Prior Medical History: None.
Prior Surgical History: None.
Current Medications: None.
Allergies: Penicillin.
OB-GYN History: NSVD (2021) healthy female 6 lb 8 oz. Menarche at age 10. Cycle length: 3 days. Irregular cycles since menarche (every 20-30 days). Uses 2-3 tampons per day. No history of STIs. OB history includes two first-trimester elective terminations and one term vaginal delivery at 37 weeks. Denies complications during prior pregnancy, though her daughter experienced hypoglycemia and respiratory distress, requiring a 2-week NICU stay.
LMP: Approximately 5 months ago.
Contraception History: Condoms “sometimes.”

Social History: Lives with her retired father and daughter. Works as a restaurant server. Denies alcohol or recreational drug use. Currently smokes 1 pack/day (15 pack-year history). She and her mother are still paying for her daughter’s NICU stay. The child’s father is not involved.
Family History: Mother (deceased at age 55) had type 2 diabetes.
Review of Systems (ROS): Unremarkable except for dysuria (“it burns when I pee”) for the past week. Denies fever, chills, or flank pain. Reports thick white vaginal discharge and itching for the past month.

Physical Exam (PE):
VS: BP 108/68, P 72, RR 18, T 37.3°C, Weight 144 lbs.
Fundal height is approximately 20 cm with an audible fetal heart tone (FHT) of 160 bpm. On speculum exam, the cervix appears multiparous without lesions. Bluish discoloration of the cervix, vagina, and vulva is noted with thick, white discharge. No CMT on exam. Uterus is anteverted, non-tender, with fundus palpable at the umbilicus. The rest of her physical exam is unremarkable.

Wet mount reveals budding yeast.
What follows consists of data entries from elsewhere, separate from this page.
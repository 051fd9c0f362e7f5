//! Infrastructure layer for adr-council
//!
//! This crate contains adapters that implement the ports defined
//! in the application layer: the HTTP agent gateway, the file-backed
//! run store, the JSONL event journal and configuration file loading.

pub mod agents;
pub mod config;
pub mod logging;
pub mod storage;

// Re-export commonly used types
pub use agents::{
    AgentModel, CircuitBreakerGateway, CircuitState, OpenAiCompatibleGateway, extract_json,
};
pub use config::{
    ConfigIssue, ConfigLoader, ConfigValidationError, FileAgentConfig, FileConfig,
    FileCouncilConfig, FileDeliberationConfig, FileLoggingConfig, FileProviderConfig,
    FileStorageConfig, Severity, StorageBackend,
};
pub use logging::JsonlEventJournal;
pub use storage::FileRunStore;
//! CLI command definitions

use clap::{Parser, Subcommand, ValueEnum};
use std::path::PathBuf;

/// Output format for runs and decision records
#[derive(Debug, Clone, Copy, Default, PartialEq, Eq, ValueEnum)]
pub enum OutputFormat {
    /// Colored terminal output
    #[default]
    Text,
    /// Markdown ADR document
    Markdown,
    /// JSON output
    Json,
}

/// CLI arguments for adr-council
#[derive(Parser, Debug)]
#[command(name = "adr-council")]
#[command(author, version, about = "A council of AI agents deliberates a design question into an ADR")]
#[command(long_about = r#"
adr-council runs a council of agents through rounds of structured debate
and records the outcome as an Architecture Decision Record.

Each round has four phases:
1. Ideation: every agent proposes an architecture, blind to the others
2. Critique: every agent critiques every other proposal
3. Audit: the auditor weighs proposals and critiques
4. Convergence check: accept, run another round, or ask you a question

Configuration files are loaded from (in priority order):
1. COUNCIL_* environment variables
2. --config <path>     Explicit config file
3. ./council.toml      Project-level config
4. ~/.config/adr-council/config.toml   Global config

Example:
  adr-council ask "How should we shard the order history table?"
  adr-council ask --context context.json "Event sourcing or CRUD for billing?"
  adr-council --format markdown status 3f0c...
"#)]
pub struct Cli {
    #[command(subcommand)]
    pub command: Command,

    /// Output format
    #[arg(short, long, value_enum, default_value = "text", global = true)]
    pub format: OutputFormat,

    /// Verbosity level (-v = info, -vv = debug, -vvv = trace)
    #[arg(short, long, action = clap::ArgAction::Count, global = true)]
    pub verbose: u8,

    /// Suppress progress indicators
    #[arg(short, long, global = true)]
    pub quiet: bool,

    /// Path to configuration file
    #[arg(long, value_name = "PATH", global = true)]
    pub config: Option<PathBuf>,

    /// Disable loading of configuration files
    #[arg(long, global = true)]
    pub no_config: bool,
}

#[derive(Subcommand, Debug, Clone, PartialEq)]
pub enum Command {
    /// Start a deliberation and follow it to the end
    Ask {
        /// The design question
        question: String,

        /// JSON file describing the system context
        #[arg(long, value_name = "FILE")]
        context: Option<PathBuf>,

        /// Never prompt; leave the run paused if an agent needs clarification
        #[arg(long)]
        detach: bool,
    },

    /// Show a run's current state
    Status {
        run_id: String,
    },

    /// Answer a pending clarification and continue the run
    Answer {
        run_id: String,
        /// Clarification id (`clr-N`)
        request_id: String,
        /// Your answer
        text: String,
    },

    /// Cancel a run
    Cancel {
        run_id: String,
    },

    /// Continue a run interrupted by a restart
    Resume {
        run_id: String,
    },

    /// List stored runs, most recent first
    List,

    /// Print a run's event log
    Events {
        run_id: String,

        /// First sequence number to print
        #[arg(long, default_value_t = 0)]
        from: u64,
    },

    /// Delete a stored run
    Delete {
        run_id: String,
    },

    /// Show configuration file locations and the effective configuration
    ShowConfig,
}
Urine dipstick shows 1+ leukocytes, trace blood, and 2+ glucose.
Case Study #2: Joanna
Joanna, a 28-year-old Caucasian woman, presents for prenatal care during her current pregnancy. Her history includes a term vaginal delivery and two first-trimester elective terminations. She reports dysuria, thick white vaginal discharge, and itching, which, along with the physical exam findings of bluish discoloration and yeast on wet mount, suggest a candidiasis infection. The presence of glucose in her urine raises concerns about gestational diabetes, particularly given her family history of type 2 diabetes in her mother (American Diabetes Association, 2022).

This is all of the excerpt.